Dans le jardin de l'ogre
de Leïla Slimani

critiqué par Hervé28, le 20 septembre 2014
(Chartres - 51 ans)


La note:  étoiles
Sexe, mensonge etc.
Cette rentrée littéraire 2014 est marquée par de très beaux portraits de femmes. Après Bénédicte Ombredanne , de "L'amour er les forêts" d'Eric Reinhardt, voici Adèle Robinson, journaliste, mère d'un enfant, mariée à Richard et surtout une dingue de sexe, qui multiplie les aventures, les coups d'un soir voire d'une heure, et donc les mensonges à son mari.

Le thème abordé ici aurait pu amener l'auteur, Leïla Slimani, dont c'est le premier roman, à un roman érotique voire plus sulfureux, mais non, l'auteur opte pour, curieusement, le roman d'amour. Nous sommes loin de "la vie sexuelle de Catherine M", mais plutôt dans la description d'une vie bourgeoise, d'une femme absorbée par ses fantasmes face à un mari complètement aveugle, ou aveuglé par son amour quasi platonique pour sa femme (d'où les escapades de celles-ci).
"Un homme qui va de femme en femme , on appelle cela un Don Juan, et quand c'est une femme, on appelle ça, tu sais comment?" fredonnait un célèbre chanteur.
Leïla Slimani a pris le parti justement de ne pas juger son héroïne.
On peut comprendre ou détester Adèle, avoir de la compassion pour Richard ou alors du mépris en raison de son caractère égoïste mais les personnages ne laissent pas indifférents.
Avec un final surprenant mais touchant, ce roman qui se lit assez vite (de très courts chapitres, des scènes qui défilent comme au cinéma) m'a vraiment ému.

Une très belle surprise pour cette rentrée littéraire 2014.
J'en conseille la lecture.
La triste histoire d’une nymphomane 9 étoiles

C’est parce que « Une chanson douce » n’était pas immédiatement disponible que j’ai voulu m’imprégner du style et découvrir l'écriture de Leïla Slimani. Je ne regrette rien et si le prix Goncourt est aussi bien que ce livre, il n’y a priori pas d’usurpation.

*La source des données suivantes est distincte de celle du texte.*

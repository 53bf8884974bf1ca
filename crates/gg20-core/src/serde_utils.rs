//! Hex serde adapters for curve and big-integer values.
//!
//! Use with `#[serde(with = "crate::serde_utils::scalar")]` and friends.
//! Decoding is strict: scalars must be canonical and points must be on the curve.

use serde::{de::Error as _, Deserialize, Deserializer, Serializer};

fn decode_hex<'de, D: Deserializer<'de>>(deserializer: D) -> Result<Vec<u8>, D::Error> {
    let s = String::deserialize(deserializer)?;
    hex::decode(s).map_err(D::Error::custom)
}

pub mod scalar {
    use super::*;
    use crate::primitives::curve;
    use k256::Scalar;

    pub fn serialize<S: Serializer>(scalar: &Scalar, serializer: S) -> Result<S::Ok, S::Error> {
        serializer.serialize_str(&hex::encode(scalar.to_bytes()))
    }

    pub fn deserialize<'de, D: Deserializer<'de>>(deserializer: D) -> Result<Scalar, D::Error> {
        let bytes = decode_hex(deserializer)?;
        curve::scalar_from_bytes(&bytes).map_err(D::Error::custom)
    }
}

pub mod point {
    use super::*;
    use crate::primitives::curve;
    use k256::ProjectivePoint;

    pub fn serialize<S: Serializer>(
        point: &ProjectivePoint,
        serializer: S,
    ) -> Result<S::Ok, S::Error> {
        serializer.serialize_str(&hex::encode(curve::point_to_bytes(point)))
    }

    pub fn deserialize<'de, D: Deserializer<'de>>(
        deserializer: D,
    ) -> Result<ProjectivePoint, D::Error> {
        let bytes = decode_hex(deserializer)?;
        curve::point_from_bytes(&bytes).map_err(D::Error::custom)
    }
}

pub mod points {
    use super::*;
    use crate::primitives::curve;
    use k256::ProjectivePoint;
    use serde::ser::SerializeSeq;

    pub fn serialize<S: Serializer>(
        points: &[ProjectivePoint],
        serializer: S,
    ) -> Result<S::Ok, S::Error> {
        let mut seq = serializer.serialize_seq(Some(points.len()))?;
        for p in points {
            seq.serialize_element(&hex::encode(curve::point_to_bytes(p)))?;
        }
        seq.end()
    }

    pub fn deserialize<'de, D: Deserializer<'de>>(
        deserializer: D,
    ) -> Result<Vec<ProjectivePoint>, D::Error> {
        let encoded: Vec<String> = Vec::deserialize(deserializer)?;
        encoded
            .iter()
            .map(|s| {
                let bytes = hex::decode(s).map_err(D::Error::custom)?;
                curve::point_from_bytes(&bytes).map_err(D::Error::custom)
            })
            .collect()
    }
}

pub mod point_map {
    use super::*;
    use crate::primitives::curve;
    use crate::types::PartyIndex;
    use k256::ProjectivePoint;
    use std::collections::BTreeMap;

    pub fn serialize<S: Serializer>(
        points: &BTreeMap<PartyIndex, ProjectivePoint>,
        serializer: S,
    ) -> Result<S::Ok, S::Error> {
        serializer.collect_map(
            points
                .iter()
                .map(|(i, p)| (i, hex::encode(curve::point_to_bytes(p)))),
        )
    }

    pub fn deserialize<'de, D: Deserializer<'de>>(
        deserializer: D,
    ) -> Result<BTreeMap<PartyIndex, ProjectivePoint>, D::Error> {
        let encoded: BTreeMap<PartyIndex, String> = BTreeMap::deserialize(deserializer)?;
        encoded
            .into_iter()
            .map(|(i, s)| {
                let bytes = hex::decode(s).map_err(D::Error::custom)?;
                let point = curve::point_from_bytes(&bytes).map_err(D::Error::custom)?;
                Ok((i, point))
            })
            .collect()
    }
}

pub mod scalar_map {
    use super::*;
    use crate::primitives::curve;
    use crate::types::PartyIndex;
    use k256::Scalar;
    use std::collections::BTreeMap;

    pub fn serialize<S: Serializer>(
        scalars: &BTreeMap<PartyIndex, Scalar>,
        serializer: S,
    ) -> Result<S::Ok, S::Error> {
        serializer.collect_map(scalars.iter().map(|(i, s)| (i, hex::encode(s.to_bytes()))))
    }

    pub fn deserialize<'de, D: Deserializer<'de>>(
        deserializer: D,
    ) -> Result<BTreeMap<PartyIndex, Scalar>, D::Error> {
        let encoded: BTreeMap<PartyIndex, String> = BTreeMap::deserialize(deserializer)?;
        encoded
            .into_iter()
            .map(|(i, s)| {
                let bytes = hex::decode(s).map_err(D::Error::custom)?;
                let scalar = curve::scalar_from_bytes(&bytes).map_err(D::Error::custom)?;
                Ok((i, scalar))
            })
            .collect()
    }
}

pub mod bignum {
    use super::*;
    use libpaillier::unknown_order::BigNumber;

    pub fn serialize<S: Serializer>(value: &BigNumber, serializer: S) -> Result<S::Ok, S::Error> {
        serializer.serialize_str(&hex::encode(value.to_bytes()))
    }

    pub fn deserialize<'de, D: Deserializer<'de>>(
        deserializer: D,
    ) -> Result<BigNumber, D::Error> {
        let bytes = decode_hex(deserializer)?;
        Ok(BigNumber::from_slice(bytes))
    }
}

pub mod bignums {
    use super::*;
    use libpaillier::unknown_order::BigNumber;
    use serde::ser::SerializeSeq;

    pub fn serialize<S: Serializer>(
        values: &[BigNumber],
        serializer: S,
    ) -> Result<S::Ok, S::Error> {
        let mut seq = serializer.serialize_seq(Some(values.len()))?;
        for v in values {
            seq.serialize_element(&hex::encode(v.to_bytes()))?;
        }
        seq.end()
    }

    pub fn deserialize<'de, D: Deserializer<'de>>(
        deserializer: D,
    ) -> Result<Vec<BigNumber>, D::Error> {
        let encoded: Vec<String> = Vec::deserialize(deserializer)?;
        encoded
            .iter()
            .map(|s| {
                hex::decode(s)
                    .map(BigNumber::from_slice)
                    .map_err(D::Error::custom)
            })
            .collect()
    }
}

#[cfg(test)]
mod tests {
    use k256::{elliptic_curve::Field, ProjectivePoint, Scalar};
    use libpaillier::unknown_order::BigNumber;
    use rand::rngs::OsRng;
    use serde::{Deserialize, Serialize};

    #[derive(Serialize, Deserialize)]
    struct Sample {
        #[serde(with = "super::scalar")]
        s: Scalar,
        #[serde(with = "super::point")]
        p: ProjectivePoint,
        #[serde(with = "super::bignum")]
        n: BigNumber,
    }

    #[test]
    fn test_out_of_range_scalar_is_rejected() {
        let json = format!(
            r#"{{"s":"{}","p":"{}","n":"ff"}}"#,
            "ff".repeat(32),
            hex::encode(super::super::primitives::curve::point_to_bytes(
                &ProjectivePoint::GENERATOR
            ))
        );
        assert!(serde_json::from_str::<Sample>(&json).is_err());
    }

    #[test]
    fn test_values_survive_json() {
        let sample = Sample {
            s: Scalar::random(&mut OsRng),
            p: ProjectivePoint::GENERATOR * Scalar::random(&mut OsRng),
            n: BigNumber::from_slice(12345u64.to_be_bytes()),
        };
        let json = serde_json::to_string(&sample).unwrap();
        let back: Sample = serde_json::from_str(&json).unwrap();
        assert_eq!(back.s, sample.s);
        assert_eq!(back.p, sample.p);
        assert_eq!(back.n, sample.n);
    }
}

Je suis donc parfaitement d’accord avec la critique principale d’Hervé28 sur ce roman fluide et équilibré. L’écriture est d’une grande justesse et elle donne une formidable impression de vécu malgré l’attitude extrême de l’héroïne.

Le sujet sur la double vie d'une femme atteinte d'une addiction au sexe est certes assez vendeur, mais l’auteur traite sa prose de manière telle qu’on est scotché par une écriture d’une grande efficacité et on oublie le côté troublant et choquant du récit.

Il y a aussi une forme de pudeur extrême face au comportement de l’héroïne qui n’est à aucun moment jugée ni par l’auteur, ni d’ailleurs par les autres personnages du roman.

Leïla Slimani semble réellement être un auteur prometteur.